1. Introduction
Alzheimer’s disease (AD) is considered the leading cause of dementia and is becoming one of the most expensive and deadly diseases of our time
[1]. Thus, it is estimated that 50 million people worldwide endure dementia, and this number is set to rise to 152 million in 2050
[2][3]. Moreover, Alzheimer’s patients need specialized and expensive care, the annual cost of treatment worldwide is around a trillion US dollars, and it is predicted that this cost will significantly increase by 2030
[4].
The pathophysiology of the disease is complex and multifactorial and certainly not entirely known
[3]. There are two markers of the disease. One is β amyloid (Aβ), which accumulates abnormally in AD brain tissues and forms extracellular plaques known to induce synaptic alterations and neurodegeneration
[5][6]. The other is Tau protein, which forms intracellular neurofibrillary tangles that are also responsible for neurodegeneration
[7][8].
AD is traditionally divided into two forms: early and late onset forms. The early onset form is closely associated with mutations on three genes: the genes that encode for the amyloid precursor (APP) and for presenilin 1 and presenilin 2, which represent the catalytic core of γ-secretase, a key enzyme for the production of Aβ
[9]. The late onset form is caused by complex interactions between genetic and environmental factors
[10][11]. APOE is the gene that was first associated with the development of the late form
[12] compared to other predisposing genes that have been described. These include genes involved in neuroinflammation (such as TREM2, TYROBP, and CD33)
[13][14][15], memory (CR1, PICALM, and BIN1)
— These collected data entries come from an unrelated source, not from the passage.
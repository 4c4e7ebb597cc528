//! Catalog gateway.
//!
//! Read-only access to products and categories. Catalog reads are cached
//! in-memory with a short TTL; cart and order traffic never goes through
//! this cache.

use std::time::Duration;

use moka::future::Cache;
use tracing::{debug, instrument};

use shopfront_core::ProductId;

use crate::api::types::{Category, Product};
use crate::api::{ApiClient, paths};
use crate::error::ApiError;

/// How long catalog responses stay cached.
const CACHE_TTL: Duration = Duration::from_secs(300);
const CACHE_CAPACITY: u64 = 1000;

#[derive(Clone)]
enum CacheValue {
    Products(Vec<Product>),
    Product(Box<Product>),
    Categories(Vec<Category>),
}

/// Gateway for the backend's catalog endpoints.
#[derive(Clone)]
pub struct CatalogGateway {
    api: ApiClient,
    cache: Cache<String, CacheValue>,
}

impl CatalogGateway {
    /// Create a catalog gateway over a shared client.
    #[must_use]
    pub fn new(api: ApiClient) -> Self {
        let cache = Cache::builder()
            .max_capacity(CACHE_CAPACITY)
            .time_to_live(CACHE_TTL)
            .build();

        Self { api, cache }
    }

    /// List all products.
    ///
    /// # Errors
    ///
    /// Returns the normalized wire taxonomy if the API request fails.
    #[instrument(skip(self))]
    pub async fn list_products(&self) -> Result<Vec<Product>, ApiError> {
        let cache_key = "products".to_string();

        if let Some(CacheValue::Products(products)) = self.cache.get(&cache_key).await {
            debug!("Cache hit for product list");
            return Ok(products);
        }

        let products: Vec<Product> = self.api.get_json(paths::PRODUCTS).await?;

        self.cache
            .insert(cache_key, CacheValue::Products(products.clone()))
            .await;

        Ok(products)
    }

    /// Get a single product by ID.
    ///
    /// # Errors
    ///
    /// Returns the normalized wire taxonomy if the product does not exist or
    /// the API request fails.
    #[instrument(skip(self), fields(product_id = %product_id))]
    pub async fn get_product(&self, product_id: ProductId) -> Result<Product, ApiError> {
        let cache_key = format!("product:{product_id}");

        if let Some(CacheValue::Product(product)) = self.cache.get(&cache_key).await {
            debug!("Cache hit for product");
            return Ok(*product);
        }

        let path = format!("{}{product_id}/", paths::PRODUCTS);
        let product: Product = self.api.get_json(&path).await?;

        self.cache
            .insert(cache_key, CacheValue::Product(Box::new(product.clone())))
            .await;

        Ok(product)
    }

    /// List all categories.
    ///
    /// # Errors
    ///
    /// Returns the normalized wire taxonomy if the API request fails.
    #[instrument(skip(self))]
    pub async fn list_categories(&self) -> Result<Vec<Category>, ApiError> {
        let cache_key = "categories".to_string();

        if let Some(CacheValue::Categories(categories)) = self.cache.get(&cache_key).await {
            debug!("Cache hit for category list");
            return Ok(categories);
        }

        let categories: Vec<Category> = self.api.get_json(paths::CATEGORIES).await?;

        self.cache
            .insert(cache_key, CacheValue::Categories(categories.clone()))
            .await;

        Ok(categories)
    }

    /// Drop all cached catalog data.
    ///
    /// Useful after placing an order, when stock counts are known stale.
    pub async fn invalidate_all(&self) {
        self.cache.invalidate_all();
        self.cache.run_pending_tasks().await;
    }
}

impl std::fmt::Debug for CatalogGateway {
    fn fmt(&self, f: &mut std::fmt::Formatter<'_>) -> std::fmt::Result {
        f.debug_struct("CatalogGateway")
            .field("cached_entries", &self.cache.entry_count())
            .finish()
    }
}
[16][17][18], and lipid metabolism (ABCA7 and CLU)
[19][20].
Thus, although there are numerous factors associated with the development of the disease, Aβ represents one that is the most closely related to its pathogenesis. Aβ is composed of polypeptides of various lengths, and most of those found in the plaques are 40 and 42 amino acids long
[6]. Aβ 40 is the most abundant form and accounts for 90% of the amyloid present in the plaques; however, the longer form (Aβ 42) is predominant in the initial phases and aggregates faster than Aβ 40
[21]. Aβ is produced from the amyloid precursor protein (APP). APP is an integral membrane protein with a large, extracellular N-terminus and a shorter, cytoplasmic C-terminus
[22][23]. The amyloidogenic processing of APP involves two sequential cleavages operated by the β-secretases and γ-secretases. The β-secretase (BACE1) cleaves APP, generating an extracellular soluble fragment called sβAPP and an intracellular C-terminal end termed C99
[24]. C99 is further cleaved, within the membrane, by the γ-secretase
[25]. The γ-cleavage produces Aβ fragments of different lengths, and these are predominantly Aβ 40 and Aβ 42
[25].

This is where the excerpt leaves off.